= Data records =
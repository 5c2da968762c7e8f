/// Directed acyclic dependency graph with reference-count culling
///
/// Generic graph container underneath the frame graph. Pass and
/// resource nodes register themselves here and connect with usage-
/// tagged edges; the graph only knows about reference counts and
/// reachability, never about pass or resource semantics.

use crate::frame_graph::ResourceUsage;

/// Dense index of a node in the graph
#[derive(Debug, Clone, Copy, PartialEq, Eq, Hash)]
pub(crate) struct NodeIndex(pub(crate) u32);

/// Dense index of an edge in the graph
#[derive(Debug, Clone, Copy, PartialEq, Eq, Hash)]
pub(crate) struct EdgeIndex(pub(crate) u32);

/// A directed edge: data flows from `from` into `to`
#[derive(Debug, Clone, Copy)]
pub(crate) struct GraphEdge {
    pub(crate) from: NodeIndex,
    pub(crate) to: NodeIndex,
    /// How the resource behind this edge is accessed
    #[allow(dead_code)]
    pub(crate) usage: ResourceUsage,
}

#[derive(Debug, Clone, Copy, Default)]
struct GraphNode {
    /// Times this node is read or used (outgoing edges + external retains).
    /// Recomputed by `cull()`; zero after culling means unreachable.
    ref_count: u32,
    /// External retains marking this node as a graph root
    retained: u32,
}

/// Directed acyclic graph of pass and resource nodes.
///
/// Nodes and edges are append-only and indexed densely. Adding never
/// fails; looking up an invalid index is a programmer error and
/// panics. `cull()` recomputes reference counts from scratch, so it
/// can be called repeatedly without accumulating state.
#[derive(Default)]
pub(crate) struct DirectedAcyclicGraph {
    nodes: Vec<GraphNode>,
    edges: Vec<GraphEdge>,
    /// Edges arriving at each node, filled by `add_edge`
    incoming: Vec<Vec<EdgeIndex>>,
}

impl DirectedAcyclicGraph {
    pub(crate) fn new() -> Self {
        Self::default()
    }

    /// Append a node and return its dense index
    pub(crate) fn add_node(&mut self) -> NodeIndex {
        let index = NodeIndex(self.nodes.len() as u32);
        self.nodes.push(GraphNode::default());
        self.incoming.push(Vec::new());
        index
    }

    /// Append an edge from `from` to `to` and return its dense index.
    ///
    /// Counts as one reference on `from` ("read or used once more").
    pub(crate) fn add_edge(
        &mut self,
        from: NodeIndex,
        to: NodeIndex,
        usage: ResourceUsage,
    ) -> EdgeIndex {
        let index = EdgeIndex(self.edges.len() as u32);
        self.edges.push(GraphEdge { from, to, usage });
        self.incoming[to.0 as usize].push(index);
        self.nodes[from.0 as usize].ref_count += 1;
        index
    }

    /// Mark `node` as a root that must survive culling
    pub(crate) fn retain(&mut self, node: NodeIndex) {
        let node = &mut self.nodes[node.0 as usize];
        node.retained += 1;
        node.ref_count += 1;
    }

    /// Current reference count of `node`
    pub(crate) fn ref_count(&self, node: NodeIndex) -> u32 {
        self.nodes[node.0 as usize].ref_count
    }

    /// Whether `node` is unreachable from any root (valid after `cull()`)
    pub(crate) fn is_culled(&self, node: NodeIndex) -> bool {
        self.nodes[node.0 as usize].ref_count == 0
    }

    #[allow(dead_code)]
    pub(crate) fn edge(&self, index: EdgeIndex) -> &GraphEdge {
        &self.edges[index.0 as usize]
    }

    pub(crate) fn node_count(&self) -> usize {
        self.nodes.len()
    }

    pub(crate) fn edge_count(&self) -> usize {
        self.edges.len()
    }

    /// Mark-and-sweep over reference counts.
    ///
    /// A node is live while its reference count is nonzero. Starting
    /// from every unreferenced node, each edge whose destination became
    /// unreferenced releases one reference on its source, transitively.
    pub(crate) fn cull(&mut self) {
        // Recompute counts from scratch so repeated culls stay correct
        for node in &mut self.nodes {
            node.ref_count = node.retained;
        }
        for edge in &self.edges {
            self.nodes[edge.from.0 as usize].ref_count += 1;
        }

        let mut dead: Vec<NodeIndex> = (0..self.nodes.len())
            .filter(|&i| self.nodes[i].ref_count == 0)
            .map(|i| NodeIndex(i as u32))
            .collect();

        while let Some(node) = dead.pop() {
            for &edge_index in &self.incoming[node.0 as usize] {
                let from = self.edges[edge_index.0 as usize].from;
                let from_node = &mut self.nodes[from.0 as usize];
                debug_assert!(from_node.ref_count > 0);
                from_node.ref_count -= 1;
                if from_node.ref_count == 0 {
                    dead.push(from);
                }
            }
        }
    }
}

// ============================================================================
// Tests
// ============================================================================

#[cfg(test)]
#[path = "graph_tests.rs"]
mod tests;
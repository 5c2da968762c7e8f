/// Vulkan validation layer support (compiled with the
/// `vulkan-validation` feature)
///
/// Installs a debug messenger that forwards validation messages to the
/// console with colored severity and keeps per-severity counters so
/// tests and shutdown reports can check whether validation fired.

use ash::vk;
use colored::*;
use rustc_hash::FxHashMap;
use std::ffi::CStr;
use std::sync::Mutex;

/// Per-severity counters of validation messages seen so far
#[derive(Debug, Clone, Default)]
pub struct ValidationStats {
    pub counts: FxHashMap<&'static str, u64>,
}

static VALIDATION_STATS: Mutex<Option<ValidationStats>> = Mutex::new(None);

/// Snapshot of the validation message counters
pub fn get_validation_stats() -> ValidationStats {
    VALIDATION_STATS
        .lock()
        .unwrap()
        .clone()
        .unwrap_or_default()
}

fn record(severity: &'static str) {
    let mut stats = VALIDATION_STATS.lock().unwrap();
    let stats = stats.get_or_insert_with(ValidationStats::default);
    *stats.counts.entry(severity).or_insert(0) += 1;
}

/// Messenger callback invoked by the validation layers
pub(crate) unsafe extern "system" fn debug_callback(
    message_severity: vk::DebugUtilsMessageSeverityFlagsEXT,
    _message_type: vk::DebugUtilsMessageTypeFlagsEXT,
    callback_data: *const vk::DebugUtilsMessengerCallbackDataEXT<'_>,
    _user_data: *mut std::ffi::c_void,
) -> vk::Bool32 {
    let message = if callback_data.is_null() || (*callback_data).p_message.is_null() {
        String::from("<no message>")
    } else {
        CStr::from_ptr((*callback_data).p_message)
            .to_string_lossy()
            .into_owned()
    };

    match message_severity {
        vk::DebugUtilsMessageSeverityFlagsEXT::ERROR => {
            record("error");
            eprintln!("{} {}", "[vulkan:error]".red().bold(), message);
        }
        vk::DebugUtilsMessageSeverityFlagsEXT::WARNING => {
            record("warning");
            eprintln!("{} {}", "[vulkan:warning]".yellow(), message);
        }
        vk::DebugUtilsMessageSeverityFlagsEXT::INFO => {
            record("info");
            println!("{} {}", "[vulkan:info]".cyan(), message);
        }
        _ => {
            record("verbose");
        }
    }

    vk::FALSE
}

/// Build the messenger create info used at instance creation
pub(crate) fn messenger_create_info<'a>() -> vk::DebugUtilsMessengerCreateInfoEXT<'a> {
    vk::DebugUtilsMessengerCreateInfoEXT::default()
        .message_severity(
            vk::DebugUtilsMessageSeverityFlagsEXT::ERROR
                | vk::DebugUtilsMessageSeverityFlagsEXT::WARNING
                | vk::DebugUtilsMessageSeverityFlagsEXT::INFO,
        )
        .message_type(
            vk::DebugUtilsMessageTypeFlagsEXT::GENERAL
                | vk::DebugUtilsMessageTypeFlagsEXT::VALIDATION
                | vk::DebugUtilsMessageTypeFlagsEXT::PERFORMANCE,
        )
        .pfn_user_callback(Some(debug_callback))
}
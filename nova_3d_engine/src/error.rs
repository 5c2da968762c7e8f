//! Error types for the Nova3D engine
//!
//! This module defines the error types used throughout the engine,
//! including rendering, initialization, and resource management.

use std::fmt;

/// Result type for Nova3D engine operations
pub type Result<T> = std::result::Result<T, Error>;

/// Nova3D engine errors
#[derive(Debug, Clone)]
pub enum Error {
    /// Backend-specific error (Vulkan, DirectX, etc.)
    BackendError(String),

    /// Out of GPU memory
    OutOfMemory,

    /// Invalid resource (texture, render pass, framebuffer, etc.)
    InvalidResource(String),

    /// Initialization failed (engine, graphics device, subsystems)
    InitializationFailed(String),

    /// Operation called in the wrong lifecycle state
    /// (e.g. FrameGraph::execute() before compile())
    InvalidOperation(String),
}

impl fmt::Display for Error {
    fn fmt(&self, f: &mut fmt::Formatter<'_>) -> fmt::Result {
        match self {
            Error::BackendError(msg) => write!(f, "Backend error: {}", msg),
            Error::OutOfMemory => write!(f, "Out of GPU memory"),
            Error::InvalidResource(msg) => write!(f, "Invalid resource: {}", msg),
            Error::InitializationFailed(msg) => write!(f, "Initialization failed: {}", msg),
            Error::InvalidOperation(msg) => write!(f, "Invalid operation: {}", msg),
        }
    }
}

impl std::error::Error for Error {}

/// Log an ERROR and build an `Error::BackendError` from the same message.
///
/// Useful in `map_err` closures:
///
/// ```ignore
/// device.wait_idle()
///     .map_err(|e| engine_err!("nova3d::vulkan", "wait_idle failed: {:?}", e))?;
/// ```
#[macro_export]
macro_rules! engine_err {
    ($source:expr, $($arg:tt)*) => {{
        $crate::engine_error!($source, $($arg)*);
        $crate::nova3d::Error::BackendError(format!($($arg)*))
    }};
}

/// Log an ERROR and early-return `Err(Error::BackendError(...))`.
///
/// ```ignore
/// if layer >= info.array_layers {
///     engine_bail!("nova3d::vulkan", "layer {} out of range", layer);
/// }
/// ```
#[macro_export]
macro_rules! engine_bail {
    ($source:expr, $($arg:tt)*) => {
        return Err($crate::engine_err!($source, $($arg)*))
    };
}

// ============================================================================
// Tests
// ============================================================================

#[cfg(test)]
#[path = "error_tests.rs"]
mod tests;
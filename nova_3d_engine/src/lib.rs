/*!
# Nova 3D Engine

Core traits and types for the Nova 3D rendering engine.

This crate provides the platform-agnostic API for 3D rendering using
trait-based dynamic polymorphism. Backend implementations (Vulkan,
Direct3D 12, etc.) live in separate crates and implement the
`graphics_device` traits.

## Architecture

- **GraphicsDevice**: factory trait for creating GPU resources and
  submitting command lists
- **Texture / RenderPass / Framebuffer / RenderTarget / CommandList**:
  backend resource traits
- **FrameGraph**: per-frame declarative pass/resource scheduler with
  dead-pass culling, automatic resource lifetimes, and pooled backend
  object reuse across frames

Backend implementations provide concrete types that implement these
traits.
*/

// Internal modules
mod engine;
mod error;
pub mod frame_graph;
pub mod graphics_device;
pub mod log;

// Main nova3d namespace module
pub mod nova3d {
    // Error types
    pub use crate::error::{Error, Result};

    // Engine singleton
    pub use crate::engine::Engine;

    // Logging sub-module (types only, NOT macros)
    pub mod log {
        pub use crate::log::{DefaultLogger, LogEntry, Logger, LogSeverity};
        // Note: engine_* macros are NOT re-exported here - they live at the crate root
    }

    // Render sub-module with the graphics device traits and types
    pub mod render {
        pub use crate::graphics_device::*;
    }

    // Frame graph sub-module
    pub mod frame_graph {
        pub use crate::frame_graph::*;
    }
}

// Re-export math library at crate root
pub use glam;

= Exercise =
In the entries above, identify every line with the string "state".

= Worked solution =
/// can be called repeatedly without accumulating state.
    /// Operation called in the wrong lifecycle state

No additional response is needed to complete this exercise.